- [Prompt]
Go through the material that comes after this and count the lines containing "warn"; report only the count.
----- Data records
//! Song endpoints
//!
//! Thin adapters between HTTP and `SongCatalog`: extract and validate request
//! parts, call one catalog operation, shape the JSON reply. Extractor
//! rejections are mapped onto `ApiError` so every reply is JSON.

use axum::{
    extract::{
        rejection::{JsonRejection, PathRejection, QueryRejection},
        Path, Query, State,
    },
    Json,
};
use serde::Serialize;
use songlib_common::db::{PageWindow, SongFilter};
use songlib_common::{NewSong, Song, SongPayload};
use tracing::{debug, warn};

use crate::error::{ApiError, ApiResult};
use crate::lyrics::VerseWindow;
use crate::AppState;

/// Raw query-string pairs, in request order
type QueryPairs = Result<Query<Vec<(String, String)>>, QueryRejection>;

/// Query-string lookup where the first occurrence of a key wins
#[derive(Debug, Default)]
pub struct QueryParams {
    pairs: Vec<(String, String)>,
}

impl QueryParams {
    pub fn new(pairs: Vec<(String, String)>) -> Self {
        Self { pairs }
    }

    /// An unreadable query string is treated as an empty one
    fn from_extracted(query: QueryPairs) -> Self {
        match query {
            Ok(Query(pairs)) => Self::new(pairs),
            Err(rejection) => {
                warn!(error = %rejection, "Ignoring unreadable query string");
                Self::default()
            }
        }
    }

    pub fn get(&self, key: &str) -> Option<&str> {
        self.pairs
            .iter()
            .find(|(k, _)| k == key)
            .map(|(_, v)| v.as_str())
    }

    fn owned(&self, key: &str) -> Option<String> {
        self.get(key).map(str::to_string)
    }
}

#[derive(Debug, Serialize)]
pub struct MessageResponse {
    pub message: String,
}

#[derive(Debug, Serialize)]
pub struct CreatedResponse {
    pub song_id: i32,
}

/// Song ids are positive 32-bit integers
pub fn parse_song_id(raw: &str) -> ApiResult<i32> {
    raw.parse::<i32>()
        .ok()
        .filter(|id| *id > 0)
        .ok_or_else(|| {
            warn!(raw_id = %raw, "Invalid song ID");
            ApiError::InvalidSongId
        })
}

fn path_song_id(path: Result<Path<String>, PathRejection>) -> ApiResult<i32> {
    match path {
        Ok(Path(raw)) => parse_song_id(&raw),
        Err(rejection) => {
            warn!(error = %rejection, "Unreadable song ID in path");
            Err(ApiError::InvalidSongId)
        }
    }
}

fn json_body<T>(body: Result<Json<T>, JsonRejection>) -> ApiResult<T> {
    body.map(|Json(value)| value).map_err(|rejection| {
        warn!(error = %rejection, "Error binding JSON");
        ApiError::InvalidData
    })
}

/// GET /songs
///
/// Filtered, paginated song list.
pub async fn list_songs(
    State(state): State<AppState>,
    query: QueryPairs,
) -> ApiResult<Json<Vec<Song>>> {
    debug!("Processing list songs request");

    let params = QueryParams::from_extracted(query);
    let filter = SongFilter::new(
        params.owned("group"),
        params.owned("song"),
        params.owned("releaseDate"),
    );
    let window = PageWindow::from_params(params.get("page"), params.get("limit"));

    let songs = state.catalog.list(&filter, window).await?;
    Ok(Json(songs))
}

/// GET /songs/:song_id/lyrics
///
/// Lyrics split into verses, paginated when `page` or `limit` is given.
pub async fn get_song_lyrics(
    State(state): State<AppState>,
    song_id: Result<Path<String>, PathRejection>,
    query: QueryPairs,
) -> ApiResult<Json<Vec<String>>> {
    debug!("Processing song lyrics request");

    let id = path_song_id(song_id)?;
    let params = QueryParams::from_extracted(query);
    let window = VerseWindow::from_params(params.get("page"), params.get("limit"));

    let verses = state.catalog.lyrics(id, window).await?;
    Ok(Json(verses))
}

/// DELETE /songs/:song_id
pub async fn delete_song(
    State(state): State<AppState>,
    song_id: Result<Path<String>, PathRejection>,
) -> ApiResult<Json<MessageResponse>> {
    debug!("Processing delete song request");

    let id = path_song_id(song_id)?;
    state.catalog.delete(id).await?;

    Ok(Json(MessageResponse {
        message: "Song was deleted".to_string(),
    }))
}

/// PUT /songs/:song_id
///
/// Full replace: omitted or null fields are stored as empty strings.
pub async fn update_song(
    State(state): State<AppState>,
    song_id: Result<Path<String>, PathRejection>,
    body: Result<Json<SongPayload>, JsonRejection>,
) -> ApiResult<Json<MessageResponse>> {
    debug!("Processing update song request");

    let id = path_song_id(song_id)?;
    let payload = json_body(body)?;
    state.catalog.update(id, &payload).await?;

    Ok(Json(MessageResponse {
        message: "Song was updated".to_string(),
    }))
}

/// POST /songs
///
/// Creates a song from `{group, song}` plus details fetched from the
/// metadata service.
pub async fn create_song(
    State(state): State<AppState>,
    body: Result<Json<NewSong>, JsonRejection>,
) -> ApiResult<Json<CreatedResponse>> {
    debug!("Processing create song request");

    let new_song = json_body(body)?;
    let song_id = state.catalog.create(&new_song).await?;

    Ok(Json(CreatedResponse { song_id }))
}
----------
- [Problem solution]
5